La recherche de coalitions tend ainsi à pallier les carences d’un pouvoir qui ne remplit pas toutes les conditions nécessaires liées à l’esprit de réforme et auquel font défaut les ressources budgétaires. Certes, ces coalitions restent fragiles. La CGT est aujourd’hui « au milieu du gué », pour reprendre l’expression de Jean-Louis Moynot, l’un de ses anciens dirigeants connu pour son modernisme. Sa direction a su lui donner de nouvelles orientations mais une partie de l’appareil s’y oppose.
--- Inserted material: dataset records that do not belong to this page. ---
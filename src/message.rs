//! Wire format for the agent/controller protocol (spec §3.1, §6.2).
//!
//! Every variant is encoded at fixed byte offsets by hand with
//! `to_ne_bytes`/`from_ne_bytes` rather than through a generic
//! serialization crate, so the layout is guaranteed bit-identical to a
//! naively packed, naturally-aligned C struct of the same shape.

use crate::error::ProtocolError;

pub const MAX_NAME_LEN: usize = 256;
pub const MAX_ARGS: usize = 32;
pub const MAX_ARG_LEN: usize = 256;
pub const MAX_ERROR_LEN: usize = 512;
pub const MAX_PROCESS_LIST_ENTRIES: usize = 64;

pub const HEADER_LEN: usize = 8;

const PROCESS_ENTRY_LEN: usize = 4 + 4 + MAX_NAME_LEN; // host_pid, container_pid, name
const START_PROCESS_LEN: usize = MAX_NAME_LEN + MAX_ARGS * MAX_ARG_LEN + 4;
const PROCESS_STARTED_LEN: usize = 4 + 4;
const PROCESS_ERROR_LEN: usize = MAX_ERROR_LEN;
const ACK_LEN: usize = 4;
const PROCESS_LIST_LEN: usize = 4 + MAX_PROCESS_LIST_ENTRIES * PROCESS_ENTRY_LEN;
const STOP_PROCESS_LEN: usize = 4;
const PROCESS_STOPPED_LEN: usize = 4;
// pid_t(i32) followed by two u64s: natural alignment inserts 4 bytes of
// padding after `pid` so `memory_limit` lands on an 8-byte boundary, the
// same as a C compiler would lay out `struct { int32_t pid; uint64_t
// memory_limit; uint64_t cpu_limit; }`.
const APPLY_CONSTRAINTS_PAD: usize = 4;
const APPLY_CONSTRAINTS_LEN: usize = 4 + APPLY_CONSTRAINTS_PAD + 8 + 8;
const CONSTRAINTS_APPLIED_LEN: usize = 4;

/// Largest payload across all variants (`ProcessList`); used as the
/// envelope bound the codec validates `header.length` against (§4.1).
pub const MAX_PAYLOAD_LEN: u32 = PROCESS_LIST_LEN as u32;

#[derive(Debug, Clone, PartialEq, Eq)]
pub struct ProcessListEntry {
    pub host_pid: i32,
    pub container_pid: i32,
    pub name: String,
}

#[derive(Debug, Clone, PartialEq, Eq)]
pub enum Message {
    StartProcess {
        name: String,
        args: Vec<String>,
    },
    ProcessStarted {
        host_pid: i32,
        container_pid: i32,
    },
    ProcessError {
        message: String,
    },
    Ack {
        request_id: u32,
    },
    ListProcesses,
    ProcessList {
        entries: Vec<ProcessListEntry>,
    },
    StopProcess {
        pid: i32,
    },
    ProcessStopped {
        pid: i32,
    },
    ApplyConstraints {
        pid: i32,
        memory_limit: u64,
        cpu_limit: u64,
    },
    ConstraintsApplied {
        pid: i32,
    },
    Ping,
    Pong,
}

impl Message {
    pub fn type_code(&self) -> u32 {
        match self {
            Message::StartProcess { .. } => 1,
            Message::ProcessStarted { .. } => 2,
            Message::ProcessError { .. } => 3,
            Message::Ack { .. } => 4,
            Message::ListProcesses => 5,
            Message::ProcessList { .. } => 6,
            Message::StopProcess { .. } => 7,
            Message::ProcessStopped { .. } => 8,
            Message::ApplyConstraints { .. } => 9,
            Message::ConstraintsApplied { .. } => 10,
            Message::Ping => 11,
            Message::Pong => 12,
        }
    }

    /// Serialize the payload (header is written separately by the codec).
    pub fn encode_payload(&self) -> Result<Vec<u8>, ProtocolError> {
        let mut buf = Vec::new();
        match self {
            Message::StartProcess { name, args } => {
                buf.reserve(START_PROCESS_LEN);
                write_fixed_str(&mut buf, name, MAX_NAME_LEN, "name")?;
                if args.len() > MAX_ARGS {
                    return Err(ProtocolError::FieldTooLong("args"));
                }
                for i in 0..MAX_ARGS {
                    match args.get(i) {
                        Some(a) => write_fixed_str(&mut buf, a, MAX_ARG_LEN, "args[i]")?,
                        None => buf.extend(std::iter::repeat(0u8).take(MAX_ARG_LEN)),
                    }
                }
                buf.extend_from_slice(&(args.len() as i32).to_ne_bytes());
            }
            Message::ProcessStarted {
                host_pid,
                container_pid,
            } => {
                buf.extend_from_slice(&host_pid.to_ne_bytes());
                buf.extend_from_slice(&container_pid.to_ne_bytes());
            }
            Message::ProcessError { message } => {
                write_fixed_str(&mut buf, message, MAX_ERROR_LEN, "error")?;
            }
            Message::Ack { request_id } => {
                buf.extend_from_slice(&request_id.to_ne_bytes());
            }
            Message::ListProcesses => {}
            Message::ProcessList { entries } => {
                if entries.len() > MAX_PROCESS_LIST_ENTRIES {
                    return Err(ProtocolError::FieldTooLong("entries"));
                }
                buf.extend_from_slice(&(entries.len() as i32).to_ne_bytes());
                for i in 0..MAX_PROCESS_LIST_ENTRIES {
                    match entries.get(i) {
                        Some(e) => {
                            buf.extend_from_slice(&e.host_pid.to_ne_bytes());
                            buf.extend_from_slice(&e.container_pid.to_ne_bytes());
                            write_fixed_str(&mut buf, &e.name, MAX_NAME_LEN, "entries[i].name")?;
                        }
                        None => buf.extend(std::iter::repeat(0u8).take(PROCESS_ENTRY_LEN)),
                    }
                }
            }
            Message::StopProcess { pid } => buf.extend_from_slice(&pid.to_ne_bytes()),
            Message::ProcessStopped { pid } => buf.extend_from_slice(&pid.to_ne_bytes()),
            Message::ApplyConstraints {
                pid,
                memory_limit,
                cpu_limit,
            } => {
                buf.extend_from_slice(&pid.to_ne_bytes());
                buf.extend(std::iter::repeat(0u8).take(APPLY_CONSTRAINTS_PAD));
                buf.extend_from_slice(&memory_limit.to_ne_bytes());
                buf.extend_from_slice(&cpu_limit.to_ne_bytes());
            }
            Message::ConstraintsApplied { pid } => buf.extend_from_slice(&pid.to_ne_bytes()),
            Message::Ping => {}
            Message::Pong => {}
        }
        Ok(buf)
    }

    /// Deserialize a payload given the header's `type` code.
    pub fn decode(type_code: u32, payload: &[u8]) -> Result<Message, ProtocolError> {
        match type_code {
            1 => {
                expect_len(payload, START_PROCESS_LEN)?;
                let name = read_fixed_str(&payload[0..MAX_NAME_LEN]);
                let mut args = Vec::new();
                let args_start = MAX_NAME_LEN;
                let arg_count = read_i32(&payload[args_start + MAX_ARGS * MAX_ARG_LEN..])
                    .clamp(0, MAX_ARGS as i32) as usize;
                for i in 0..arg_count {
                    let off = args_start + i * MAX_ARG_LEN;
                    args.push(read_fixed_str(&payload[off..off + MAX_ARG_LEN]));
                }
                Ok(Message::StartProcess { name, args })
            }
            2 => {
                expect_len(payload, PROCESS_STARTED_LEN)?;
                Ok(Message::ProcessStarted {
                    host_pid: read_i32(&payload[0..4]),
                    container_pid: read_i32(&payload[4..8]),
                })
            }
            3 => {
                expect_len(payload, PROCESS_ERROR_LEN)?;
                Ok(Message::ProcessError {
                    message: read_fixed_str(payload),
                })
            }
            4 => {
                expect_len(payload, ACK_LEN)?;
                Ok(Message::Ack {
                    request_id: read_u32(&payload[0..4]),
                })
            }
            5 => Ok(Message::ListProcesses),
            6 => {
                expect_len(payload, PROCESS_LIST_LEN)?;
                let count = read_i32(&payload[0..4]).clamp(0, MAX_PROCESS_LIST_ENTRIES as i32) as usize;
                let mut entries = Vec::with_capacity(count);
                for i in 0..count {
                    let off = 4 + i * PROCESS_ENTRY_LEN;
                    let host_pid = read_i32(&payload[off..off + 4]);
                    let container_pid = read_i32(&payload[off + 4..off + 8]);
                    let name = read_fixed_str(&payload[off + 8..off + PROCESS_ENTRY_LEN]);
                    entries.push(ProcessListEntry {
                        host_pid,
                        container_pid,
                        name,
                    });
                }
                Ok(Message::ProcessList { entries })
            }
            7 => {
                expect_len(payload, STOP_PROCESS_LEN)?;
                Ok(Message::StopProcess {
                    pid: read_i32(&payload[0..4]),
                })
            }
            8 => {
                expect_len(payload, PROCESS_STOPPED_LEN)?;
                Ok(Message::ProcessStopped {
                    pid: read_i32(&payload[0..4]),
                })
            }
            9 => {
                expect_len(payload, APPLY_CONSTRAINTS_LEN)?;
                let pid = read_i32(&payload[0..4]);
                let mem_off = 4 + APPLY_CONSTRAINTS_PAD;
                Ok(Message::ApplyConstraints {
                    pid,
                    memory_limit: read_u64(&payload[mem_off..mem_off + 8]),
                    cpu_limit: read_u64(&payload[mem_off + 8..mem_off + 16]),
                })
            }
            10 => {
                expect_len(payload, CONSTRAINTS_APPLIED_LEN)?;
                Ok(Message::ConstraintsApplied {
                    pid: read_i32(&payload[0..4]),
                })
            }
            11 => Ok(Message::Ping),
            12 => Ok(Message::Pong),
            other => Err(ProtocolError::UnknownType(other)),
        }
    }
}

fn expect_len(payload: &[u8], want: usize) -> Result<(), ProtocolError> {
    if payload.len() != want {
        // A short/long payload for a known type is as much a protocol
        // violation as an unknown type code.
        return Err(ProtocolError::FrameTooLarge(payload.len() as u32));
    }
    Ok(())
}

fn read_i32(b: &[u8]) -> i32 {
    i32::from_ne_bytes(b.try_into().unwrap())
}

fn read_u32(b: &[u8]) -> u32 {
    u32::from_ne_bytes(b.try_into().unwrap())
}

fn read_u64(b: &[u8]) -> u64 {
    u64::from_ne_bytes(b.try_into().unwrap())
}

fn write_fixed_str(
    buf: &mut Vec<u8>,
    s: &str,
    width: usize,
    field: &'static str,
) -> Result<(), ProtocolError> {
    let bytes = s.as_bytes();
    // reserve room for the NUL terminator the field is documented to carry
    if bytes.len() >= width {
        return Err(ProtocolError::FieldTooLong(field));
    }
    buf.extend_from_slice(bytes);
    buf.extend(std::iter::repeat(0u8).take(width - bytes.len()));
    Ok(())
}

fn read_fixed_str(field: &[u8]) -> String {
    let end = field.iter().position(|&b| b == 0).unwrap_or(field.len());
    String::from_utf8_lossy(&field[..end]).into_owned()
}

#[cfg(test)]
mod tests {
    use super::*;

    fn roundtrip(msg: Message) {
        let payload = msg.encode_payload().unwrap();
        let decoded = Message::decode(msg.type_code(), &payload).unwrap();
        assert_eq!(msg, decoded);
    }

    #[test]
    fn roundtrip_ping_pong() {
        roundtrip(Message::Ping);
        roundtrip(Message::Pong);
        roundtrip(Message::ListProcesses);
    }

    #[test]
    fn roundtrip_start_process() {
        roundtrip(Message::StartProcess {
            name: "/bin/sleep".to_string(),
            args: vec!["2".to_string()],
        });
        roundtrip(Message::StartProcess {
            name: "/bin/true".to_string(),
            args: vec![],
        });
    }

    #[test]
    fn roundtrip_process_started_and_error() {
        roundtrip(Message::ProcessStarted {
            host_pid: 1234,
            container_pid: 1,
        });
        roundtrip(Message::ProcessError {
            message: "fork failed: Resource temporarily unavailable".to_string(),
        });
    }

    #[test]
    fn roundtrip_process_list() {
        roundtrip(Message::ProcessList {
            entries: vec![
                ProcessListEntry {
                    host_pid: 10,
                    container_pid: 10,
                    name: "/bin/sleep".to_string(),
                },
                ProcessListEntry {
                    host_pid: 11,
                    container_pid: 1,
                    name: "/bin/cat".to_string(),
                },
            ],
        });
        roundtrip(Message::ProcessList { entries: vec![] });
    }

    #[test]
    fn roundtrip_stop_and_constraints() {
        roundtrip(Message::StopProcess { pid: 42 });
        roundtrip(Message::ProcessStopped { pid: 42 });
        roundtrip(Message::ApplyConstraints {
            pid: 42,
            memory_limit: 64 * 1024 * 1024,
            cpu_limit: 50,
        });
        roundtrip(Message::ConstraintsApplied { pid: 42 });
        roundtrip(Message::Ack { request_id: 7 });
    }

    #[test]
    fn name_too_long_is_rejected() {
        let long_name = "x".repeat(MAX_NAME_LEN);
        let msg = Message::StartProcess {
            name: long_name,
            args: vec![],
        };
        assert!(matches!(
            msg.encode_payload(),
            Err(ProtocolError::FieldTooLong("name"))
        ));
    }

    #[test]
    fn too_many_args_is_rejected() {
        let msg = Message::StartProcess {
            name: "/bin/true".to_string(),
            args: (0..MAX_ARGS + 1).map(|i| i.to_string()).collect(),
        };
        assert!(matches!(
            msg.encode_payload(),
            Err(ProtocolError::FieldTooLong("args"))
        ));
    }

    #[test]
    fn unknown_type_is_rejected() {
        assert!(matches!(
            Message::decode(99, &[]),
            Err(ProtocolError::UnknownType(99))
        ));
    }

    #[test]
    fn apply_constraints_layout_matches_padded_c_struct() {
        let payload = Message::ApplyConstraints {
            pid: 7,
            memory_limit: 0x1122334455667788,
            cpu_limit: 50,
        }
        .encode_payload()
        .unwrap();
        assert_eq!(payload.len(), APPLY_CONSTRAINTS_LEN);
        // bytes [4..8) are alignment padding, not part of any field
        assert_eq!(&payload[4..8], &[0, 0, 0, 0]);
        assert_eq!(&payload[8..16], &0x1122334455667788u64.to_ne_bytes());
    }
}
Minoritaire, l’opposition interne n’en dispose pas moins d’un « capital militant » souvent efficace et les effets de la crise économique l’aident à trouver de nouvelles assises.
Ainsi, entre le réformisme et un « syndicalisme de lutte », la CGT balance. Jusqu’à quand ? Jusqu’où ? La réponse à ces questions conditionne la politique sociale du pouvoir et le rythme des réformes futures.